Legacy Lawsuit Strategy: Blame Natural Damages on Oil Companies
Lachlan Markay /
Lawsuits against oil and gas companies in Louisiana have taken a toll on the industry and the state’s economy generally. But documents obtained by Scribe suggest plaintiffs’ attorneys in the lawsuits seek out litigation even when they know their claims are baseless.
A presentation (embedded below) given by a major energy consultant recently obtained by Scribe offers a glimpse into the tactics that these firms may use to extract large damages from oil and gas companies in the state.
The presentation offers a primer on how to “locate areas where I may successfully litigate for environmental damages,” and suggests that litigants find areas in the state that have likely been contaminated by naturally-occurring phenomena.
“It’s best to narrow one’s search to southern Louisiana,” the presentation advises, “since much if not all of the salt and hydrocarbon impacted soil could be the result of the salt domes or salt water invasion from the coast.”
The author of the presentation, consultant Bill Griffin, noted while giving the presentation that the salt dome phenomenon is naturally occurring. “But when I find these things,” Griffin says in the video above, “maybe I’m just going to contend that the oil companies did it, not the salt domes.” After all, he added, “it’s tough to name God as a defendant. The oil companies did it.”

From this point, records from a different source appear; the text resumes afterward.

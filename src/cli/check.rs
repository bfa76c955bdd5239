//! `check` and `dependents` commands.
//!
//! Both exit with status 1 when they report anything: `check` when a
//! provider is missing or outside the version range, `dependents` when
//! dependents other than the ignored ones remain.

use anyhow::{Context, Result};
use clap::Args;
use colored::Colorize;
use std::process::ExitCode;

use super::common::{CommandContext, OutputFormat, VersionBounds, print_records};
use crate::dependency::DependencyList;
use crate::dict::{DictFlags, StringDict};

/// Check that providers are registered within a version range
#[derive(Args, Debug)]
pub struct CheckCommand {
    /// Provider keys to check
    #[arg(required = true)]
    pub providers: Vec<String>,

    #[command(flatten)]
    pub bounds: VersionBounds,

    /// Output format
    #[arg(long, value_enum, default_value = "text")]
    pub format: OutputFormat,
}

impl CheckCommand {
    /// Check every provider in one pass, reporting each failing key once.
    pub fn execute(self, ctx: &CommandContext) -> Result<ExitCode> {
        let store = ctx.store();
        let attributes = self.bounds.attributes();
        let mut seen =
            StringDict::create_string_list(self.providers.len(), DictFlags::CASE_INSENSITIVE)?;
        let mut failed = DependencyList::new();

        for provider in &self.providers {
            match store.check_dependency(
                provider,
                self.bounds.min,
                self.bounds.max,
                attributes,
                &mut seen,
                &mut failed,
            ) {
                Ok(()) => {}
                Err(e) if e.is_not_found() => {}
                Err(e) => {
                    return Err(e).with_context(|| format!("Failed to check '{provider}'"));
                }
            }
        }

        match self.format {
            OutputFormat::Json => println!("{}", serde_json::to_string_pretty(&failed)?),
            OutputFormat::Text if failed.is_empty() => {
                println!("{} All dependencies satisfied", "✓".green());
            }
            OutputFormat::Text => {
                println!("{} Missing or incompatible dependencies:", "✗".red());
                print_records(&failed);
            }
        }

        Ok(if failed.is_empty() {
            ExitCode::SUCCESS
        } else {
            ExitCode::FAILURE
        })
    }
}

/// List the dependents still registered against a provider
#[derive(Args, Debug)]
pub struct DependentsCommand {
    /// Provider key whose dependents to list
    pub provider: String,

    /// Dependent keys to leave out (repeatable)
    #[arg(long = "ignore", value_name = "KEY")]
    pub ignore: Vec<String>,

    /// Output format
    #[arg(long, value_enum, default_value = "text")]
    pub format: OutputFormat,
}

impl DependentsCommand {
    /// Report remaining dependents.
    pub fn execute(self, ctx: &CommandContext) -> Result<ExitCode> {
        let ignore = StringDict::from_array(&self.ignore, DictFlags::CASE_INSENSITIVE)?;
        let mut dependents = DependencyList::new();
        ctx.store()
            .check_dependents(&self.provider, Some(&ignore), &mut dependents)
            .with_context(|| format!("Failed to list dependents of '{}'", self.provider))?;

        match self.format {
            OutputFormat::Json => println!("{}", serde_json::to_string_pretty(&dependents)?),
            OutputFormat::Text if dependents.is_empty() => {
                println!("{} No dependents of {}", "✓".green(), self.provider.bold());
            }
            OutputFormat::Text => {
                println!("{} {} is still required by:", "✗".red(), self.provider.bold());
                print_records(&dependents);
            }
        }

        Ok(if dependents.is_empty() {
            ExitCode::SUCCESS
        } else {
            ExitCode::FAILURE
        })
    }
}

Sugar cane farmers in Southern Louisiana have often used the crabgrass killer MSMA, notes another slide in the presentation. MSMA contains a significant amount of arsenic. The suggestion is that damage caused by chemicals used in sugar cane farming can be blamed on oil and gas companies.
The presentation also recommends focusing on Southern Louisiana due to its “rich environment of deep pockets,” including fossil fuel giants Chevron, Shell, BP, and Exxon. It recommends attorneys “insure [sic] at least one deep pocket is on the hook.”
In a conversation with Scribe, Griffin denied ever recommending that plaintiffs adopt this strategy in his consulting work. But his recommendations have been reflected in a plaintiff attorney industry in Louisiana that researchers at Louisiana State University say is wreaking financial havoc on the state and its oil and gas industry – a major driver of economic growth and tax revenue.
Louisiana law allows property owners to sue for “legacy” damages – damages to their property inflicted by oil and gas producers before the current owner acquired the property. If plaintiffs can show that their land was damaged in the course of fossil fuel extraction, they can be entitled to very large awards.
For trial lawyers, “it’s like winning the lottery,” Griffin claimed. Indeed, the cover slide of his presentation is a picture of a lottery ticket.
Act 312, a state law passed in 2006, was designed to ensure that damages awarded in legacy lawsuits actually go towards cleaning up the environmental contamination at issue. It requires the responsible party – in most cases, the oil and gas companies being sued – to deposit money in a court “registry,” from which funds are drawn for cleanup.
But industry representatives say the law left a gaping loophole by allowing trial lawyers to inflate awards by demanding excessive cleanup fees and hoping either that a jury will award proportionally large private damages, or that defendants will settle to avoid costly legal fees.
“We have found a direct link from the cost of the state’s plan and how much the jury awards in private claims,” Don Briggs, president of the Louisiana Oil and Gas Association, told Scribe. Since attorneys draw their fees from the private awards, they have an interest in ensuring that those sums are as high as possible.
In one prominent case, plaintiffs demanded $3.7 billion to clean up an underground aquifer they said was contaminated by salt (note the parallels to Griffin’s presentation) due to oil and gas drilling. Ninety-five percent of that award, they claimed, would go towards transporting contaminated water to a waste disposal site.
But the plaintiff’s attorney admitted under oath that the contaminated water could be dealt with on site for about $1 million – in other words, that there were available methods for remediation that would reduce the necessary damages by 95%. That case was settled under undisclosed terms.
Scott Sinclair, who owns the company that was the target of the lawsuit, would not discuss details of the settlement, but claimed, “the plaintiff’s modus operandi in these cases is to present staggeringly large damage amounts to judges and juries in the hope that such a large potential judgment will scare defendants into settling for much smaller, but still very lucrative, amounts.”
Sinclair says the multiple lawsuits against his company, Tensas Delta Exploration, have brought business to a grinding halt. “You can imagine what it is like for a small business to be under a threat (even the most unlikely threat) of a potential $4 Billion judgment,” he told Scribe. “Lenders don’t expand lines of credit. Investors find other places to put their capital. Industry partners that we regularly did business with stopped calling us. No one wants to be in a deal with a bankrupt partner.”
His experience is hardly unique. The aforementioned LSU study, conducted by David Dismukes, the associate executive director of the school’s Center for Energy Studies, found that legacy lawsuits had reduced Louisiana’s economic output by more than $10 billion, eliminated or prevented more than 30,000 jobs, and reduced wages for workers in Louisiana by more than $1.5 billion.